USGS-R / river-dl

Deep learning model for predicting environmental variables on river systems
Creative Commons Zero v1.0 Universal
21 stars 14 forks source link

scale tst partition y data? #193

Closed janetrbarclay closed 2 years ago

janetrbarclay commented 2 years ago

I just noticed that we scale the y_obs for the training and validation partition but not the test partition.

https://github.com/USGS-R/river-dl/blob/d940d35fd6415fc55f8f5844be28be289eb12bf7/river_dl/preproc_utils.py#L686-L697

We do scale the x data for all three partitions.

https://github.com/USGS-R/river-dl/blob/d940d35fd6415fc55f8f5844be28be289eb12bf7/river_dl/preproc_utils.py#L872-L884

Any reason we shouldn't scale the y_obs for the test partition? It wouldn't make any difference in the training but I'm using the batched data for some pre-processing and running into some weird values because some of it is scaled and some isn't.

jsadler2 commented 2 years ago

I think it's a good idea to scale the y_tst.
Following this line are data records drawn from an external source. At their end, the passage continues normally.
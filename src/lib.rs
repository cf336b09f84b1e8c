//! Procrastination risk prediction over HTTP.
//!
//! Three artifacts produced by the training pipeline (feature order, fitted
//! scaler, fitted binary classifier) are loaded once at startup and shared by
//! every request to `POST /predict`.

pub mod artifacts;
pub mod config;
pub mod error;
pub mod features;
pub mod model;
pub mod predictor;
pub mod server;
pub mod types;

pub use artifacts::{ArtifactPaths, Artifacts};
pub use config::ServiceConfig;
pub use error::{Result, ServiceError};
pub use predictor::Predictor;
pub use types::{PredictionRequest, PredictionResponse};
use crate::artifacts::ArtifactPaths;
use crate::error::{Result, ServiceError};
use std::net::{IpAddr, Ipv4Addr, SocketAddr};
use std::path::PathBuf;

pub const DEFAULT_MODEL_PATH: &str = "dozy_model.json";
pub const DEFAULT_SCALER_PATH: &str = "dozy_scaler.json";
pub const DEFAULT_FEATURE_COLUMNS_PATH: &str = "feature_columns.json";
pub const DEFAULT_PORT: u16 = 8000;

#[derive(Debug, Clone, PartialEq, Eq)]
pub struct ServiceConfig {
    pub artifacts: ArtifactPaths,
    pub addr: SocketAddr,
    /// `LOG_PRED=1`
    pub log_predictions: bool,
}

impl Default for ServiceConfig {
    fn default() -> Self {
        Self {
            artifacts: ArtifactPaths {
                model: PathBuf::from(DEFAULT_MODEL_PATH),
                scaler: PathBuf::from(DEFAULT_SCALER_PATH),
                feature_order: PathBuf::from(DEFAULT_FEATURE_COLUMNS_PATH),
            },
            addr: SocketAddr::new(IpAddr::V4(Ipv4Addr::UNSPECIFIED), DEFAULT_PORT),
            log_predictions: false,
        }
    }
}

impl ServiceConfig {
    pub fn from_env() -> Result<Self> {
        Self::from_lookup(|key| std::env::var(key).ok())
    }

    /// Builds the config from any key -> value source; unset keys keep their
    /// defaults, set-but-unparseable ones are errors.
    pub fn from_lookup<F>(get: F) -> Result<Self>
    where
        F: Fn(&str) -> Option<String>,
    {
        let mut cfg = Self::default();

        if let Some(p) = get("MODEL_PATH") {
            cfg.artifacts.model = PathBuf::from(p);
        }
        if let Some(p) = get("SCALER_PATH") {
            cfg.artifacts.scaler = PathBuf::from(p);
        }
        if let Some(p) = get("FEATURE_COLUMNS_PATH") {
            cfg.artifacts.feature_order = PathBuf::from(p);
        }
        if let Some(host) = get("HOST") {
            let ip: IpAddr = host.trim().parse().map_err(|e| ServiceError::Config {
                key: "HOST",
                reason: format!("{host:?}: {e}"),
            })?;
            cfg.addr.set_ip(ip);
        }
        if let Some(port) = get("PORT") {
            let port: u16 = port.trim().parse().map_err(|e| ServiceError::Config {
                key: "PORT",
                reason: format!("{port:?}: {e}"),
            })?;
            cfg.addr.set_port(port);
        }
        cfg.log_predictions = get("LOG_PRED").as_deref() == Some("1");

        Ok(cfg)
    }
}
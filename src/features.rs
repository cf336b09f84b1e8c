use crate::error::{Result, ServiceError};
use crate::types::PredictionRequest;
use std::str::FromStr;

/// A column of [`PredictionRequest`] the model can be trained on.
#[derive(Debug, Clone, Copy, PartialEq, Eq, Hash)]
pub enum Feature {
    TaskComplexityLow,
    TaskComplexityMedium,
    StartDelayMin,
    LastMinuteRush,
    FocusRating,
    DistractionsCount,
    CoffeeIntakeMg,
    TaskQualityScore,
    StressLevel,
}

impl Feature {
    /// Schema declaration order. The model does not necessarily use it.
    pub const ALL: [Feature; 9] = [
        Feature::TaskComplexityLow,
        Feature::TaskComplexityMedium,
        Feature::StartDelayMin,
        Feature::LastMinuteRush,
        Feature::FocusRating,
        Feature::DistractionsCount,
        Feature::CoffeeIntakeMg,
        Feature::TaskQualityScore,
        Feature::StressLevel,
    ];

    pub fn name(self) -> &'static str {
        match self {
            Feature::TaskComplexityLow => "task_complexity_low",
            Feature::TaskComplexityMedium => "task_complexity_medium",
            Feature::StartDelayMin => "start_delay_min",
            Feature::LastMinuteRush => "last_minute_rush",
            Feature::FocusRating => "focus_rating",
            Feature::DistractionsCount => "distractions_count",
            Feature::CoffeeIntakeMg => "coffee_intake_mg",
            Feature::TaskQualityScore => "task_quality_score",
            Feature::StressLevel => "stress_level",
        }
    }

    pub fn read(self, req: &PredictionRequest) -> i64 {
        match self {
            Feature::TaskComplexityLow => req.task_complexity_low,
            Feature::TaskComplexityMedium => req.task_complexity_medium,
            Feature::StartDelayMin => req.start_delay_min,
            Feature::LastMinuteRush => req.last_minute_rush,
            Feature::FocusRating => req.focus_rating,
            Feature::DistractionsCount => req.distractions_count,
            Feature::CoffeeIntakeMg => req.coffee_intake_mg,
            Feature::TaskQualityScore => req.task_quality_score,
            Feature::StressLevel => req.stress_level,
        }
    }
}

impl FromStr for Feature {
    type Err = ServiceError;

    fn from_str(s: &str) -> Result<Self> {
        Feature::ALL
            .into_iter()
            .find(|f| f.name() == s)
            .ok_or_else(|| ServiceError::SchemaMismatch {
                field: s.to_string(),
            })
    }
}

/// Column order the scaler and model were fitted with.
///
/// Names are resolved against the request schema once, when the order is
/// built, so assembling a vector per request cannot fail.
#[derive(Debug, Clone, PartialEq, Eq)]
pub struct FeatureOrder {
    columns: Vec<Feature>,
}

impl FeatureOrder {
    pub fn from_names<I, S>(names: I) -> Result<Self>
    where
        I: IntoIterator<Item = S>,
        S: AsRef<str>,
    {
        let columns = names
            .into_iter()
            .map(|n| n.as_ref().parse())
            .collect::<Result<Vec<Feature>>>()?;
        Ok(Self { columns })
    }

    pub fn len(&self) -> usize {
        self.columns.len()
    }

    pub fn is_empty(&self) -> bool {
        self.columns.is_empty()
    }

    pub fn columns(&self) -> &[Feature] {
        &self.columns
    }

    pub fn names(&self) -> Vec<&'static str> {
        self.columns.iter().map(|f| f.name()).collect()
    }

    /// Request -> ordered vector
    pub fn assemble(&self, req: &PredictionRequest) -> Vec<f64> {
        let mut v = Vec::with_capacity(self.columns.len());
        for f in &self.columns {
            v.push(f.read(req) as f64);
        }
        v
    }
}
Originally when I wrote this, I didn't think we'd need to scale the val or test partitions since we'd never use those in training. Then I think we added the validation scaling when Simon added in the early stopping functionality. I don't see any reason to not scale test too. ... And I think it would be better to just have it consistent across the partitions.

janetrbarclay commented 2 years ago

That makes sense in how it came to be and I agree in having consistency. I'll do the PR now.